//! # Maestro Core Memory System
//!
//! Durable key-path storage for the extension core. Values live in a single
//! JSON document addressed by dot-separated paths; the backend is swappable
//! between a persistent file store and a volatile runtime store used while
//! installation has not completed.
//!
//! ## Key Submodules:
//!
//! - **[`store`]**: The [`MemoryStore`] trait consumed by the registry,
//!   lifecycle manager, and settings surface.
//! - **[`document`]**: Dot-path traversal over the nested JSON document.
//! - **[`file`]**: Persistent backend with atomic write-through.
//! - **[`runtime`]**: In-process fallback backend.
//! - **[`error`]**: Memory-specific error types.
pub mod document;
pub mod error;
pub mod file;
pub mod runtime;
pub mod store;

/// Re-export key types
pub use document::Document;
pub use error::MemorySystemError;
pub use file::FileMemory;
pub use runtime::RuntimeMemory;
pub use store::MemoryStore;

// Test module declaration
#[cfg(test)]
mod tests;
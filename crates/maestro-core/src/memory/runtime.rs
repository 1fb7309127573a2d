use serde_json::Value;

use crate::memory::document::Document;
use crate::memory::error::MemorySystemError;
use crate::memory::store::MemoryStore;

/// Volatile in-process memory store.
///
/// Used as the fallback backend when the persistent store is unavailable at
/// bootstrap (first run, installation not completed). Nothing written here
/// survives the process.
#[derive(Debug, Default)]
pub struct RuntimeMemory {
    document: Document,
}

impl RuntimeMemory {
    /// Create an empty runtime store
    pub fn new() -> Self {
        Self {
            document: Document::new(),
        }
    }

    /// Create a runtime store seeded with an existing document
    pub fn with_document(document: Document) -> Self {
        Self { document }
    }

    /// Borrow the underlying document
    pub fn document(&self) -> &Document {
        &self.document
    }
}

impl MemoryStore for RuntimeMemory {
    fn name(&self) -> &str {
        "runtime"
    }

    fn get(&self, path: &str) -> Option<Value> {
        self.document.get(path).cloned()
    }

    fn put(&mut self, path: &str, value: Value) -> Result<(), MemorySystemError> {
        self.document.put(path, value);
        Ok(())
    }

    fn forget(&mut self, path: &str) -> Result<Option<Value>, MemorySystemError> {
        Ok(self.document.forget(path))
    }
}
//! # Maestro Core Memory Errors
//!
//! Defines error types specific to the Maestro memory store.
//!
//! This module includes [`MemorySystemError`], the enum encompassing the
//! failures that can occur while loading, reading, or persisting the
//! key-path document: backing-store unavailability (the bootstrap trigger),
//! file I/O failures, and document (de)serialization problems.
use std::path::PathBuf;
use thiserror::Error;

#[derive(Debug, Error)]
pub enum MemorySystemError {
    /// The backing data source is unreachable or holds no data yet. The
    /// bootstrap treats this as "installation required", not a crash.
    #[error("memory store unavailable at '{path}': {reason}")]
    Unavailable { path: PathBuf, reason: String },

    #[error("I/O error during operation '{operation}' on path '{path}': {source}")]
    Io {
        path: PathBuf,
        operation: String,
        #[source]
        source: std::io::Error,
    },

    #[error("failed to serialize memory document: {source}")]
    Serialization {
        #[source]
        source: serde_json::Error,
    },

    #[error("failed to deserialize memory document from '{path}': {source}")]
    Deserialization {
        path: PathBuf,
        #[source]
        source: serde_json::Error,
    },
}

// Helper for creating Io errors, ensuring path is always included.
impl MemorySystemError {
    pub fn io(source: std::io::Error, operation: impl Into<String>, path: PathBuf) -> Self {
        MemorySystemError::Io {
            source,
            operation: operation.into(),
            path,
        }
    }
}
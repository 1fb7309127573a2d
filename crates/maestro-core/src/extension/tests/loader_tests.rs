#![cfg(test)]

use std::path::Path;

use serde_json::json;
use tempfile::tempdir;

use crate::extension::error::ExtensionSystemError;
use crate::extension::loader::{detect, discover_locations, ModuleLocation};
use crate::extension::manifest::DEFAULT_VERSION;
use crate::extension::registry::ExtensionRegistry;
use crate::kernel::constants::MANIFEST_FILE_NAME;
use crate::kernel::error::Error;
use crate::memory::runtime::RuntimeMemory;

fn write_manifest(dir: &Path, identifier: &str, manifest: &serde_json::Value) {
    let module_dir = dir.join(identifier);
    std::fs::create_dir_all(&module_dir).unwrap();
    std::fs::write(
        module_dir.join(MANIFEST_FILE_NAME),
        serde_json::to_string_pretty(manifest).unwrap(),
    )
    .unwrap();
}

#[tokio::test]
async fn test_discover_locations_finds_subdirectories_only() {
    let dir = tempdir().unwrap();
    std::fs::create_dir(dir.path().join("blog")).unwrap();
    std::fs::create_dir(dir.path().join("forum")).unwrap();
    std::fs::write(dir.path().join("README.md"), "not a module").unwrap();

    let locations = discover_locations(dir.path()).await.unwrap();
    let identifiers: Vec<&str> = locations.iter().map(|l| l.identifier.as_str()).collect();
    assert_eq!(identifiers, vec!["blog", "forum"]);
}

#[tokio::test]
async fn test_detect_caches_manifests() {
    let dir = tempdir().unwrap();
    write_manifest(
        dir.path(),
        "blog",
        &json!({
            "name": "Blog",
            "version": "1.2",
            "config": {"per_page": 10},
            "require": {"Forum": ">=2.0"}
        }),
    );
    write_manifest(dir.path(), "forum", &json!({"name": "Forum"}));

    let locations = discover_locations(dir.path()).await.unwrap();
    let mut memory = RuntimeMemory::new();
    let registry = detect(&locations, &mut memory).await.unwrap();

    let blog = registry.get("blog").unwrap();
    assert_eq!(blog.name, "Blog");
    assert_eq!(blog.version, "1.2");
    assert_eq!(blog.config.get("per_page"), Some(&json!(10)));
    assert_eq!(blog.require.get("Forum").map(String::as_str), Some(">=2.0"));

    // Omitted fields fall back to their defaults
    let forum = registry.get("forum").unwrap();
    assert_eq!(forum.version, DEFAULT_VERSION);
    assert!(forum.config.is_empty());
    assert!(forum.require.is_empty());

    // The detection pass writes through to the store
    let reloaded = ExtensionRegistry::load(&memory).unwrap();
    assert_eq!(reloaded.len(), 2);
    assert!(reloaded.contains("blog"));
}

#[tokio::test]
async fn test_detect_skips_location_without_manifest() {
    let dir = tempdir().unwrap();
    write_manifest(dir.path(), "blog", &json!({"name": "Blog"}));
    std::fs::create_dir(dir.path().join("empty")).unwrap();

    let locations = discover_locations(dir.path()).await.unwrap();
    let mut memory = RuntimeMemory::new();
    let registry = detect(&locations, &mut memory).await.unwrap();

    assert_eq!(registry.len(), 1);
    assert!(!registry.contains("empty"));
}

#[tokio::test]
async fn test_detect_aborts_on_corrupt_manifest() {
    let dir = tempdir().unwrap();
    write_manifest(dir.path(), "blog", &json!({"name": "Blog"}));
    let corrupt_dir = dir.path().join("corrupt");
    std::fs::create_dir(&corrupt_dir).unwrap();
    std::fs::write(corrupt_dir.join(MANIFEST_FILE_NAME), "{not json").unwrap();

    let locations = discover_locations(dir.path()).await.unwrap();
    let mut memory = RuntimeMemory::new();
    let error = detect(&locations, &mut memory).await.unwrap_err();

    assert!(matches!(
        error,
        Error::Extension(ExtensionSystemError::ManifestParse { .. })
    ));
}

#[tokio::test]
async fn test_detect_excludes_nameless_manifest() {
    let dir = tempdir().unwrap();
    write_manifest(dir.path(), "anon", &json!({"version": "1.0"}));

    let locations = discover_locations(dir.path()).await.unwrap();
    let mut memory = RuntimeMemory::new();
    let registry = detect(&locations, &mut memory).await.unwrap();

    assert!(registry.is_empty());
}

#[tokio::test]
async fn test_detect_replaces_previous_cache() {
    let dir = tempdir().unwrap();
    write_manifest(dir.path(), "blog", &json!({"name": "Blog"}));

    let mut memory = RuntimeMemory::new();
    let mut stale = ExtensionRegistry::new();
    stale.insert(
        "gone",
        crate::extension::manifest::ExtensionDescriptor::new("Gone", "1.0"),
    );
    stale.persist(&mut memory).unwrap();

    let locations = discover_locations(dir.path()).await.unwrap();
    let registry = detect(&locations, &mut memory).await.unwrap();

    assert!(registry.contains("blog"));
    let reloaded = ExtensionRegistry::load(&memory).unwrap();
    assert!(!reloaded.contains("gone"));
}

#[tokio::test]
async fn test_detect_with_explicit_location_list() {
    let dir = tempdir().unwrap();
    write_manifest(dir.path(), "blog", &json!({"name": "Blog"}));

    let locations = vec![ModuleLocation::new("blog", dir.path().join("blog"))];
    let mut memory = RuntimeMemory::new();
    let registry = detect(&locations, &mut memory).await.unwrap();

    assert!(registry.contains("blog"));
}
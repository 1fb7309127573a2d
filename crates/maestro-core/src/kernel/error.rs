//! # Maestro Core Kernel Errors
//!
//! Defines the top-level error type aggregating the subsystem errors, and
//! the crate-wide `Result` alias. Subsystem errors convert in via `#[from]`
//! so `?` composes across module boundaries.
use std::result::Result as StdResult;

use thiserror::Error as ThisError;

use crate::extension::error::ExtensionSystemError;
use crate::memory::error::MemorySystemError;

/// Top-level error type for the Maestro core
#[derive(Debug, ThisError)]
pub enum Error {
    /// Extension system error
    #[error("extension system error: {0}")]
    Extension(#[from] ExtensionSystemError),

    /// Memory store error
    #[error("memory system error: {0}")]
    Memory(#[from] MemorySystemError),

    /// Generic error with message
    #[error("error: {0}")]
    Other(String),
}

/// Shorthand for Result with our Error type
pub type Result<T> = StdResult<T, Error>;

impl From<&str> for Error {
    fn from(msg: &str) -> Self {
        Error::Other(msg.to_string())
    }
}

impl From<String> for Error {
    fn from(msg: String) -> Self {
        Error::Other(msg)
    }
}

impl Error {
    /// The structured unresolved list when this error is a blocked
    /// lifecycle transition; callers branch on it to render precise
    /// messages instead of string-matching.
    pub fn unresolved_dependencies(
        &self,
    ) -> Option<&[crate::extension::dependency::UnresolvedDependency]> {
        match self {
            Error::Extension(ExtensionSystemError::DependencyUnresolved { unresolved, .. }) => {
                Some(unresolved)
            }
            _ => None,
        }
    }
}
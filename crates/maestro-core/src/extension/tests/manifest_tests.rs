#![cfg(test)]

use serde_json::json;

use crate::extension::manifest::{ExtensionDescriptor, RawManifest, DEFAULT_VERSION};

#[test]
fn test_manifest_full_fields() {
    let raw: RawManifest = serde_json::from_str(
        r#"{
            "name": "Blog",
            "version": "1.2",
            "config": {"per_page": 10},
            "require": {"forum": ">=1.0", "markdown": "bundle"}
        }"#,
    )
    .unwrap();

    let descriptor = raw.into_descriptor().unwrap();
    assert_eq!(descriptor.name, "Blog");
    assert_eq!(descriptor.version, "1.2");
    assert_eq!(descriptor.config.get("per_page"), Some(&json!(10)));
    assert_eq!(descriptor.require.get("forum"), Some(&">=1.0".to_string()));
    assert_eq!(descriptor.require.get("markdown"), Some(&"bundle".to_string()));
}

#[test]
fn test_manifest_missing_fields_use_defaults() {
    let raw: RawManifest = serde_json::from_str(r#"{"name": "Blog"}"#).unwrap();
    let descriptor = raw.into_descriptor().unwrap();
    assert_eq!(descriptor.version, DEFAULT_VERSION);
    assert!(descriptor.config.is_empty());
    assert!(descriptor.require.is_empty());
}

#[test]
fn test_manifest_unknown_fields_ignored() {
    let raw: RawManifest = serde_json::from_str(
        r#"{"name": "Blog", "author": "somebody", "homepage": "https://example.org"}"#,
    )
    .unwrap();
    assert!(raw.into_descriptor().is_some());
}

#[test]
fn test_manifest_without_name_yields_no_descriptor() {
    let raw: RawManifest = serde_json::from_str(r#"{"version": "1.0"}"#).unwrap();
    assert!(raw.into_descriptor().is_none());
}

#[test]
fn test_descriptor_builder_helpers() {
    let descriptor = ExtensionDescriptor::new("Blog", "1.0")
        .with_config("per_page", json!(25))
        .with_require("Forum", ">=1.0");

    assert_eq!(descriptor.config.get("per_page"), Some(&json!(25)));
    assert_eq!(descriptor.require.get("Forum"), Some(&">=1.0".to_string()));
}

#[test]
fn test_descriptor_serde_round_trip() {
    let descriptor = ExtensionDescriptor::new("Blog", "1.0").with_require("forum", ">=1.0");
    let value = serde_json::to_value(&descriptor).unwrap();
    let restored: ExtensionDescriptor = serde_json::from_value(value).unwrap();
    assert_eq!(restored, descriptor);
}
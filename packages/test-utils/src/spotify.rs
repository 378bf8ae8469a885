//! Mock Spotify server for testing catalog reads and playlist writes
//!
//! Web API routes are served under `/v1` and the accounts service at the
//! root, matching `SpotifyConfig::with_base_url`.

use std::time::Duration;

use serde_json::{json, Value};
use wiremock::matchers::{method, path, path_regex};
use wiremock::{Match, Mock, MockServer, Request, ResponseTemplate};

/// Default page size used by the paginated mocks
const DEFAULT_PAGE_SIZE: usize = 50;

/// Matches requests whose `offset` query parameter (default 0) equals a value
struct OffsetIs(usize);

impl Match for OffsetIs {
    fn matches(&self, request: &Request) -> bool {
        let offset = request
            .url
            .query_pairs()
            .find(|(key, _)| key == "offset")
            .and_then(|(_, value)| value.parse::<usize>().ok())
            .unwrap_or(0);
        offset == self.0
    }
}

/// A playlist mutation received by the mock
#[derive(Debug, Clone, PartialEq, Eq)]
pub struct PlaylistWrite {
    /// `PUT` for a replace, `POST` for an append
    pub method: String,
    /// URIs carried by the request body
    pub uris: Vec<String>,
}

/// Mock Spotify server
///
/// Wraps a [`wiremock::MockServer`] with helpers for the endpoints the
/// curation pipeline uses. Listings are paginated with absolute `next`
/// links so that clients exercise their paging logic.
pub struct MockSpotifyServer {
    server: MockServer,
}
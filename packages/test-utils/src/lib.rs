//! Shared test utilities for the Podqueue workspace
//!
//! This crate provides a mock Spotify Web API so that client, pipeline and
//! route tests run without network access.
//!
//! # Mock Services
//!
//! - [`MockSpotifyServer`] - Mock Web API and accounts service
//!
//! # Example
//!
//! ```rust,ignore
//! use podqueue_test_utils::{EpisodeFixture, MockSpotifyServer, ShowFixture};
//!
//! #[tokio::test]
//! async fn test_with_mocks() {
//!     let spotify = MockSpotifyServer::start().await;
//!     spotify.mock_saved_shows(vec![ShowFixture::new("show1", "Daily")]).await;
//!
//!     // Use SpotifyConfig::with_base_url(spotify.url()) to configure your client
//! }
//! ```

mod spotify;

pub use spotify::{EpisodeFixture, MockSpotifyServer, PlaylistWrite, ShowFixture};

## WHAT NEEDS TO BE DONE
Quote every line of the records above, from the first down to the one holding "nested JSON document.", exactly as written.

## RESULT FOR THIS EXERCISE
//! # Maestro Core Memory System
//!
//! Durable key-path storage for the extension core. Values live in a single
//! JSON document addressed by dot-separated paths; the backend is swappable
//! between a persistent file store and a volatile runtime store used while
//! installation has not completed.
//!
//! ## Key Submodules:
//!
//! - **[`store`]**: The [`MemoryStore`] trait consumed by the registry,
//!   lifecycle manager, and settings surface.
//! - **[`document`]**: Dot-path traversal over the nested JSON document.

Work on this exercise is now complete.